Puisi ini bercerita tentang kehidupan orang-orang kecil yang tetap bekerja meski hari libur, tanpa kesempatan untuk tidur, beristirahat, atau sekadar merasa bebas. Aktivitas manusia, kendaraan, dan pekerjaan rumah tangga digambarkan terus berjalan tanpa henti, seolah waktu libur tidak pernah benar-benar ada.
Makna tersirat
Makna tersirat dari puisi ini menunjukkan bahwa kerja yang terus-menerus dapat menggerus makna hidup manusia. Bukan hanya fisik yang lelah, tetapi juga batin yang perlahan mati. Bahkan harapan dan cita-cita terasa semakin jauh karena hidup hanya diisi oleh kewajiban bertahan.
Suasana dalam puisi
Suasana dalam puisi ini terasa penat, muram, dan penuh kelelahan eksistensial. Ada rasa jenuh dan putus asa yang mengendap, terutama ketika kerja digambarkan sebagai sesuatu yang “sia-sia dan percuma”.

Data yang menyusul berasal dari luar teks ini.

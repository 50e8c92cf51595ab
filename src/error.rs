//! Error types for `cascframe`

use std::path::PathBuf;

use thiserror::Error;

/// The error type for `cascframe` operations.
#[non_exhaustive]
#[derive(Error, Debug)]
pub enum Error {
    // ==================== IO Errors ====================
    /// IO error from file operations.
    #[error("IO error: {0}")]
    Io(#[from] std::io::Error),

    // ==================== Content Store Errors ====================
    /// The content store could not be opened at all.
    ///
    /// This aborts a run before any output is produced.
    #[error("failed to open content store at {path}: {source}")]
    StoreOpen {
        /// The store root that was requested.
        path: PathBuf,
        /// The underlying IO failure.
        source: std::io::Error,
    },

    /// The content store's build version could not be determined.
    #[error("content store has no usable build version: {0}")]
    InvalidStoreVersion(String),

    // ==================== Crawl Errors ====================
    /// A reference chain descended deeper than the crawl allows.
    ///
    /// Real interface data nests a handful of levels at most, so hitting
    /// the cap means a reference cycle or corrupt manifest.
    #[error("crawl depth limit ({limit}) exceeded at {path}")]
    CrawlDepthExceeded {
        /// The path whose visit would exceed the limit.
        path: String,
        /// The configured depth limit.
        limit: usize,
    },

    // ==================== Table Errors ====================
    /// A manifest table required for the interface crawl was not in the store.
    #[error("manifest table not found in store: {table}")]
    ManifestTableMissing {
        /// The table name.
        table: String,
    },

    /// A table row is missing a field the caller requires.
    #[error("table {table} row missing field: {field}")]
    TableFieldMissing {
        /// The table name.
        table: String,
        /// The missing field name.
        field: String,
    },

    /// A requested export name has no schema registry entry.
    #[error("unknown table export: {0}")]
    UnknownExport(String),

    // ==================== Parsing Errors ====================
    /// XML parsing error.
    #[error("XML parse error: {0}")]
    XmlError(#[from] quick_xml::Error),

    /// XML attribute error.
    #[error("XML attribute error: {0}")]
    XmlAttrError(String),

    /// JSON parsing or serialization error.
    #[error("JSON error: {0}")]
    JsonError(#[from] serde_json::Error),

    /// UTF-8 conversion error.
    #[error("UTF-8 conversion error: {0}")]
    Utf8Error(#[from] std::string::FromUtf8Error),

    // ==================== Output Errors ====================
    /// Zip container error.
    #[error("zip container error: {0}")]
    ZipError(#[from] zip::result::ZipError),
}

// Add conversion from quick_xml::events::attributes::AttrError
impl From<quick_xml::events::attributes::AttrError> for Error {
    fn from(err: quick_xml::events::attributes::AttrError) -> Self {
        Error::XmlAttrError(err.to_string())
    }
}

/// A specialized Result type for `cascframe` operations.
pub type Result<T> = std::result::Result<T, Error>;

Amanat / pesan yang disampaikan puisi
Puisi ini menyampaikan pesan bahwa manusia membutuhkan ruang untuk beristirahat, merenung, dan bermimpi. Hidup yang hanya diisi kerja tanpa jeda akan menghilangkan kemanusiaan itu sendiri. Penyair seolah mengingatkan pentingnya menata ulang makna kerja dan libur dalam kehidupan.

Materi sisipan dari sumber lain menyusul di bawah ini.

//! End-to-end extraction runs against an on-disk content cache.

use std::fs::File;
use std::io::Read;
use std::path::Path;

use cascframe::prelude::*;
use pretty_assertions::assert_eq;
use tempfile::tempdir;
use zip::ZipArchive;

const VERSION: &str = "1.0.0.1";

/// Lay out a minimal content cache: one addon with a TOC referencing a
/// single lua file, plus the two interface manifest tables.
fn write_cache(root: &Path) {
    std::fs::create_dir_all(root.join("files/MyAddon")).unwrap();
    std::fs::create_dir_all(root.join("fdid")).unwrap();
    std::fs::write(root.join("version"), format!("{VERSION}\n")).unwrap();
    std::fs::write(
        root.join("files/MyAddon/MyAddon.toc"),
        "## Title: MyAddon\nMyAddon.lua\n",
    )
    .unwrap();
    std::fs::write(root.join("files/MyAddon/MyAddon.lua"), "-- addon code\n").unwrap();
    std::fs::write(
        root.join("fdid/1267335"),
        r#"[{"ID": 1, "FilePath": "MyAddon"}]"#,
    )
    .unwrap();
    std::fs::write(root.join("fdid/1375801"), "[]").unwrap();
}

#[test]
fn directory_mode_produces_versioned_tree_and_product_alias() {
    let cache = tempdir().unwrap();
    let extracts = tempdir().unwrap();
    write_cache(cache.path());

    let mut store = DirectoryStore::open(cache.path()).unwrap();
    let options = ExtractionOptions::new(extracts.path(), "wow");
    let summary = run_extraction(&mut store, &JsonTableReader::new(), &options).unwrap();

    assert_eq!(summary.version, VERSION);
    assert_eq!(summary.written, 2);

    let tree = extracts.path().join(VERSION);
    assert_eq!(
        std::fs::read_to_string(tree.join("MyAddon/MyAddon.toc")).unwrap(),
        "## Title: MyAddon\nMyAddon.lua\n"
    );
    assert_eq!(
        std::fs::read_to_string(tree.join("MyAddon/MyAddon.lua")).unwrap(),
        "-- addon code\n"
    );

    #[cfg(unix)]
    {
        let alias = std::fs::read_link(extracts.path().join("wow")).unwrap();
        assert_eq!(alias, Path::new(VERSION));
        // the alias resolves to the extracted tree
        assert!(
            extracts
                .path()
                .join("wow/MyAddon/MyAddon.lua")
                .exists()
        );
    }
}

#[test]
fn zip_mode_produces_version_and_product_containers() {
    let cache = tempdir().unwrap();
    let extracts = tempdir().unwrap();
    write_cache(cache.path());

    let mut store = DirectoryStore::open(cache.path()).unwrap();
    let options = ExtractionOptions::new(extracts.path(), "wow").with_zip_output(true);
    run_extraction(&mut store, &JsonTableReader::new(), &options).unwrap();

    let read_entry = |container: &str, name: &str| -> String {
        let mut archive =
            ZipArchive::new(File::open(extracts.path().join(container)).unwrap()).unwrap();
        let mut entry = archive.by_name(name).unwrap();
        let mut text = String::new();
        entry.read_to_string(&mut text).unwrap();
        text
    };

    assert_eq!(
        read_entry("1.0.0.1.zip", "1.0.0.1/MyAddon/MyAddon.lua"),
        "-- addon code\n"
    );
    assert_eq!(
        read_entry("wow.zip", "wow/MyAddon/MyAddon.lua"),
        "-- addon code\n"
    );
}

#[test]
fn exports_work_with_the_crawl_disabled() {
    let cache = tempdir().unwrap();
    let extracts = tempdir().unwrap();
    write_cache(cache.path());

    let mut store = DirectoryStore::open(cache.path()).unwrap();
    let options = ExtractionOptions::new(extracts.path(), "wow")
        .with_skip_framexml(true)
        .with_exports(vec!["manifestinterfacetocdata".to_string()]);
    let summary = run_extraction(&mut store, &JsonTableReader::new(), &options).unwrap();

    assert_eq!(summary.written, 1);
    assert!(
        !extracts
            .path()
            .join(VERSION)
            .join("MyAddon/MyAddon.toc")
            .exists()
    );
    assert!(
        extracts
            .path()
            .join(VERSION)
            .join("db2/manifestinterfacetocdata.db2")
            .exists()
    );
}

Puisi "Tak Ada Tidur Sekalipun Hari Libur" karya Yuswadi Saliya merupakan potret getir kehidupan modern yang menempatkan manusia dalam lingkaran kerja tanpa henti. Puisi ini tidak hanya menggambarkan kelelahan fisik, tetapi juga kelelahan batin, ketika bahkan waktu untuk bercita-cita pun terasa tak pernah sempat.
Biodata Yuswadi Saliya:
Juswadi Saliya lahir pada tanggal 15 Juni 1938 di Bandung. Sejak SMA ia sudah mulai menulis, mula-mula pada lembaran-lembaran remaja lalu pada majalah-majalah kebudayaan seperti Basis.
Ia tamat sebagai sarjana arsitektur di Institut Teknologi Bandung (ITB) pada tahun 1966 dan direkrut sebagai staff di ITB pada saat itu. Kemudian mengajar Sejarah Arsitektur dan Ilmu-Ilmu Sosial. Ia mendapat gelar master dari University of Hawaii pada tahun 1975.